(Requirement):
Write down, unchanged, the entries from the first line through the line holding "whole row |". Include no other line.

::: Exercise data :::

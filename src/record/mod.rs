//! Record encoding.
//!
//! One [`Record`] per example: an identifier, a sparse label encoding and a
//! feature payload. Records are converted to `tf.train.SequenceExample`
//! messages ([`proto`]) and framed into TFRecord files ([`tfrecord`]).
//!
//! # Payload layout
//!
//! | Storage | Sequence size | Feature lists |
//! |---------|---------------|---------------|
//! | dense | 1 | `0_dense_input`: one frame, the whole row |
//! | dense | T > 1 | `0_dense_input`: T contiguous frames, row-major |
//! | sparse | 1 | `0_sparse_col_index`, `0_sparse_row_index`, `0_sparse_value`: one frame each |
//! | sparse | T > 1 | rejected |
//!
//! # Example
//!
//! ```
//! use autodl_formatter::matrix::FeatureRow;
//! use autodl_formatter::record::{encode, FeaturePayload};
//! use ndarray::array;
//!
//! let features = array![1.0, 2.0, 3.0, 4.0];
//! let labels = array![0.0, 1.0];
//! let record = encode(FeatureRow::Dense(features.view()), labels.view(), 0, 10, false, 2).unwrap();
//!
//! assert_eq!(record.id, 10);
//! assert_eq!(record.label_index, vec![1]);
//! assert_eq!(
//!     record.payload,
//!     FeaturePayload::Dense { frames: vec![vec![1.0, 2.0], vec![3.0, 4.0]] }
//! );
//! ```

pub mod proto;
pub mod tfrecord;

pub use proto::{Feature, SequenceExample};
pub use tfrecord::{RecordReader, RecordWriter};

use crate::error::{ConvertError, Result};
use crate::matrix::FeatureRow;
use ndarray::ArrayView1;
use serde::Serialize;

pub const KEY_ID: &str = "id";
pub const KEY_LABEL_INDEX: &str = "label_index";
pub const KEY_LABEL_SCORE: &str = "label_score";
pub const KEY_DENSE_INPUT: &str = "0_dense_input";
pub const KEY_SPARSE_COL_INDEX: &str = "0_sparse_col_index";
pub const KEY_SPARSE_ROW_INDEX: &str = "0_sparse_row_index";
pub const KEY_SPARSE_VALUE: &str = "0_sparse_value";

// ============================================================================
// Record
// ============================================================================

/// Feature payload of one record.
#[derive(Debug, Clone, PartialEq, Serialize)]
#[serde(tag = "storage", rename_all = "lowercase")]
pub enum FeaturePayload {
    /// One float list per frame.
    Dense { frames: Vec<Vec<f32>> },

    /// A single frame as three parallel lists. `row_index` is all zeros:
    /// every example is one logical row.
    Sparse {
        col_index: Vec<i64>,
        row_index: Vec<i64>,
        values: Vec<f32>,
    },
}

/// One serialized example.
#[derive(Debug, Clone, PartialEq, Serialize)]
pub struct Record {
    pub id: i64,
    /// Active class indices, ascending. Empty for test records.
    pub label_index: Vec<i64>,
    /// Values of the active classes, same order as `label_index`.
    pub label_score: Vec<f32>,
    pub payload: FeaturePayload,
}

impl Record {
    pub fn to_sequence_example(&self) -> SequenceExample {
        let mut example = SequenceExample::default();
        example
            .context
            .insert(KEY_ID.to_string(), Feature::Int64List(vec![self.id]));
        example.context.insert(
            KEY_LABEL_INDEX.to_string(),
            Feature::Int64List(self.label_index.clone()),
        );
        example.context.insert(
            KEY_LABEL_SCORE.to_string(),
            Feature::FloatList(self.label_score.clone()),
        );

        match &self.payload {
            FeaturePayload::Dense { frames } => {
                example.feature_lists.insert(
                    KEY_DENSE_INPUT.to_string(),
                    frames.iter().cloned().map(Feature::FloatList).collect(),
                );
            }
            FeaturePayload::Sparse {
                col_index,
                row_index,
                values,
            } => {
                example.feature_lists.insert(
                    KEY_SPARSE_COL_INDEX.to_string(),
                    vec![Feature::Int64List(col_index.clone())],
                );
                example.feature_lists.insert(
                    KEY_SPARSE_ROW_INDEX.to_string(),
                    vec![Feature::Int64List(row_index.clone())],
                );
                example.feature_lists.insert(
                    KEY_SPARSE_VALUE.to_string(),
                    vec![Feature::FloatList(values.clone())],
                );
            }
        }
        example
    }

    /// Serialized `SequenceExample` bytes.
    pub fn to_bytes(&self) -> Vec<u8> {
        self.to_sequence_example().encode_to_vec()
    }

    /// Map a decoded example back to a record.
    pub fn from_sequence_example(example: &SequenceExample) -> Result<Self> {
        let id = match context_int64(example, KEY_ID)? {
            [id] => *id,
            other => {
                return Err(ConvertError::CorruptRecord(format!(
                    "expected exactly one id, found {}",
                    other.len()
                )))
            }
        };
        let label_index = context_int64(example, KEY_LABEL_INDEX)?.to_vec();
        let label_score = example
            .context
            .get(KEY_LABEL_SCORE)
            .and_then(Feature::as_float_list)
            .ok_or_else(|| missing(KEY_LABEL_SCORE))?
            .to_vec();

        let payload = if let Some(frames) = example.feature_lists.get(KEY_DENSE_INPUT) {
            let frames = frames
                .iter()
                .map(|f| f.as_float_list().map(<[f32]>::to_vec))
                .collect::<Option<Vec<_>>>()
                .ok_or_else(|| missing(KEY_DENSE_INPUT))?;
            FeaturePayload::Dense { frames }
        } else {
            FeaturePayload::Sparse {
                col_index: single_frame(example, KEY_SPARSE_COL_INDEX, Feature::as_int64_list)?,
                row_index: single_frame(example, KEY_SPARSE_ROW_INDEX, Feature::as_int64_list)?,
                values: single_frame(example, KEY_SPARSE_VALUE, Feature::as_float_list)?,
            }
        };

        Ok(Record {
            id,
            label_index,
            label_score,
            payload,
        })
    }

    /// Parse a serialized record.
    pub fn from_bytes(bytes: &[u8]) -> Result<Self> {
        Self::from_sequence_example(&SequenceExample::decode(bytes)?)
    }
}

fn missing(key: &str) -> ConvertError {
    ConvertError::CorruptRecord(format!("missing or mistyped feature '{key}'"))
}

fn context_int64<'a>(example: &'a SequenceExample, key: &str) -> Result<&'a [i64]> {
    example
        .context
        .get(key)
        .and_then(Feature::as_int64_list)
        .ok_or_else(|| missing(key))
}

fn single_frame<T: Clone>(
    example: &SequenceExample,
    key: &str,
    get: impl Fn(&Feature) -> Option<&[T]>,
) -> Result<Vec<T>> {
    match example.feature_lists.get(key).map(Vec::as_slice) {
        Some([frame]) => get(frame).map(<[T]>::to_vec).ok_or_else(|| missing(key)),
        _ => Err(missing(key)),
    }
}

// ============================================================================
// Encoder
// ============================================================================

/// Sparse label encoding: nonzero columns in ascending order with their
/// values.
pub fn sparse_label(label_row: ArrayView1<'_, f64>) -> (Vec<i64>, Vec<f32>) {
    label_row
        .iter()
        .enumerate()
        .filter(|&(_, &value)| value != 0.0)
        .map(|(index, &value)| (index as i64, value as f32))
        .unzip()
}

/// Build the record for one example.
///
/// The identifier is `example_index + id_offset`. Test records carry empty
/// label lists. `sequence_size` must come from a resolved shape.
///
/// # Errors
///
/// [`ConvertError::Configuration`] for a sparse row with `sequence_size != 1`,
/// for an empty dense row with `sequence_size > 1`, or for
/// `sequence_size == 0`.
pub fn encode(
    feature_row: FeatureRow<'_>,
    label_row: ArrayView1<'_, f64>,
    example_index: usize,
    id_offset: usize,
    is_test: bool,
    sequence_size: usize,
) -> Result<Record> {
    if sequence_size == 0 {
        return Err(ConvertError::config("sequence_size must be at least 1"));
    }

    let (label_index, label_score) = if is_test {
        (Vec::new(), Vec::new())
    } else {
        sparse_label(label_row)
    };

    let payload = match feature_row {
        FeatureRow::Sparse { indices, values } => {
            if sequence_size != 1 {
                return Err(sparse_sequence_error(sequence_size));
            }
            FeaturePayload::Sparse {
                col_index: indices.iter().map(|&i| i as i64).collect(),
                row_index: vec![0; indices.len()],
                values: values.iter().map(|&v| v as f32).collect(),
            }
        }
        FeatureRow::Dense(row) => {
            let flat: Vec<f32> = row.iter().map(|&v| v as f32).collect();
            let frames = if sequence_size == 1 {
                vec![flat]
            } else {
                if flat.is_empty() {
                    return Err(ConvertError::config(format!(
                        "cannot split an empty feature row into {sequence_size} frames"
                    )));
                }
                if flat.len() % sequence_size != 0 {
                    return Err(ConvertError::InconsistentData(format!(
                        "row of {} features cannot be split into {sequence_size} frames",
                        flat.len()
                    )));
                }
                flat.chunks_exact(flat.len() / sequence_size)
                    .map(<[f32]>::to_vec)
                    .collect()
            };
            FeaturePayload::Dense { frames }
        }
    };

    Ok(Record {
        id: (example_index + id_offset) as i64,
        label_index,
        label_score,
        payload,
    })
}

/// Error for the unsupported sparse + sequence combination.
pub fn sparse_sequence_error(sequence_size: usize) -> ConvertError {
    ConvertError::config(format!(
        "sparse storage only supports sequence_size = 1, got {sequence_size}"
    ))
}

:::

(Output for this task):
filename src/record/mod.rs
//! Record encoding.
//!
//! One [`Record`] per example: an identifier, a sparse label encoding and a
//! feature payload. Records are converted to `tf.train.SequenceExample`
//! messages ([`proto`]) and framed into TFRecord files ([`tfrecord`]).
//!
//! # Payload layout
//!
//! | Storage | Sequence size | Feature lists |
//! |---------|---------------|---------------|
//! | dense | 1 | `0_dense_input`: one frame, the whole row |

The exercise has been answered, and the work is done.